A single number is the expected answer: the count of lines in the records below that contain "terminated".

(Dataset entries)

————————

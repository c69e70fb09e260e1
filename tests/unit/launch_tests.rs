//! Unit tests for the positional launch descriptor.

use std::path::{Path, MAIN_SEPARATOR};

use devrun::server::launch::{with_trailing_separator, CLASSPATH_SEPARATOR};
use devrun::server::{LaunchDescriptor, ServerKind};
use devrun::SessionConfig;

fn config(project: &Path, extra: &str) -> SessionConfig {
    let raw = format!(
        "project_name = \"shop\"\nproject_dir = '{}'\nclass_dirs = [\"out/a\", \"out/b\"]\njava_executable = \"/opt/jdk/bin/java\"\n{extra}",
        project.display()
    );
    SessionConfig::from_toml_str(&raw).expect("config parses")
}

#[test]
fn runner_positions_follow_contract() {
    let temp = tempfile::tempdir().expect("tempdir");
    let config = config(temp.path(), "[server]\nport = 8081\nlog_level = \"DEBUG\"\n");
    let root = config.project_dir.clone();

    let descriptor = LaunchDescriptor::build(&config, ServerKind::Jetty, "a.jar:b.jar");
    let runner = descriptor.runner_args();

    assert_eq!(descriptor.program, "/opt/jdk/bin/java");
    assert_eq!(descriptor.working_dir, root.join("build"));
    assert_eq!(runner.len(), 8);
    assert_eq!(runner[0], "devrun.runner.JettyServerRunner");
    assert_eq!(runner[1], "8081");
    assert_eq!(runner[2], with_trailing_separator(&root.join("src/main/webapp")));
    assert_eq!(
        runner[3],
        format!(
            "{},{}",
            with_trailing_separator(&root.join("out/a")),
            with_trailing_separator(&root.join("out/b"))
        )
    );
    assert_eq!(runner[4], with_trailing_separator(&root.join("src/main/resources")));
    assert_eq!(runner[5], "DEBUG");
    assert_eq!(runner[6], "shop");
    assert_eq!(runner[7], root.join("build").display().to_string());
}

#[test]
fn classpath_follows_cp_flag() {
    let temp = tempfile::tempdir().expect("tempdir");
    let config = config(temp.path(), "");
    let descriptor = LaunchDescriptor::build(&config, ServerKind::Payara, "deps.jar");

    let cp = descriptor
        .args
        .iter()
        .position(|arg| arg == "-cp")
        .expect("-cp present");
    assert_eq!(descriptor.args[cp + 1], "deps.jar");
    assert_eq!(descriptor.args[cp + 2], "devrun.runner.PayaraServerRunner");
}

#[test]
fn debug_flags_come_first() {
    let temp = tempfile::tempdir().expect("tempdir");
    let config = config(
        temp.path(),
        "[server]\ndebug = true\ndebug_port = 5005\njvm_args = [\"-Xmx512m\"]\nhot_reload_agent = true\n",
    );
    let descriptor = LaunchDescriptor::build(&config, ServerKind::Jetty, "cp");

    assert_eq!(descriptor.args[0], "-Xdebug");
    assert_eq!(
        descriptor.args[1],
        "-Xrunjdwp:transport=dt_socket,server=y,suspend=n,address=5005"
    );
    assert_eq!(descriptor.args[2], "-XX:HotswapAgent=fatjar");
    assert_eq!(descriptor.args[3], "-Xmx512m");
    assert!(descriptor.args[4].starts_with("-Djava.io.tmpdir="));
    assert_eq!(descriptor.args[5], "-cp");
}

#[test]
fn no_debug_flags_by_default() {
    let temp = tempfile::tempdir().expect("tempdir");
    let config = config(temp.path(), "");
    let descriptor = LaunchDescriptor::build(&config, ServerKind::Jetty, "cp");

    assert!(!descriptor.args.iter().any(|arg| arg.starts_with("-Xdebug")));
    assert!(!descriptor.args.iter().any(|arg| arg.contains("HotswapAgent")));
    assert!(descriptor.args[0].starts_with("-Djava.io.tmpdir="));
}

#[test]
fn trailing_separator_is_added_once() {
    let plain = with_trailing_separator(Path::new("/srv/web"));
    assert_eq!(plain, format!("/srv/web{MAIN_SEPARATOR}"));
    assert_eq!(with_trailing_separator(Path::new(&plain)), plain);
}

#[test]
fn classpath_separator_matches_platform() {
    if cfg!(windows) {
        assert_eq!(CLASSPATH_SEPARATOR, ";");
    } else {
        assert_eq!(CLASSPATH_SEPARATOR, ":");
    }
}
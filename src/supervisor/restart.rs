//! The restart loop driving one development session.

use tracing::{info, info_span, warn, Instrument};

use super::ProcessSupervisor;
use crate::{AppError, Result};

/// Run the server until the session ends.
///
/// Each iteration starts the server and waits for it to exit:
///
/// - an exit requested through `terminate` (a class change, an `ERROR` line)
///   relaunches the server unless `stop_after_start` is set;
/// - a non-zero exit nobody asked for terminates and, unless
///   `stop_after_start` is set, fails the session;
/// - a handle still present at the top of the loop means the previous
///   process ended without being terminated, which stops the loop with a
///   warning.
///
/// # Errors
///
/// Returns `AppError::Startup` when the server dies right after spawn and
/// `AppError::ServerExit` on a runtime failure.
pub async fn run_session(supervisor: &ProcessSupervisor, stop_after_start: bool) -> Result<()> {
    let span = info_span!(
        "session",
        server = supervisor.server_name(),
        stop_after_start
    );

    async {
        let mut runs = 0_u32;
        loop {
            if supervisor.has_process() {
                warn!("server process was not terminated cleanly before reloading");
                break;
            }

            if !supervisor.start(stop_after_start).await? {
                warn!("server start refused; ending session");
                break;
            }
            runs += 1;

            let Some(exit) = supervisor.wait_for_exit().await else {
                break;
            };
            info!(
                code = exit.code_or_signal(),
                requested = exit.requested,
                runs,
                "server process exited"
            );

            if exit.is_failure() {
                supervisor.terminate();
                if !stop_after_start {
                    return Err(supervisor.runtime_failure(exit));
                }
            }

            if stop_after_start {
                break;
            }

            info!("reloading server");
        }
        Ok::<_, AppError>(())
    }
    .instrument(span)
    .await
}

————————

Written answer:
2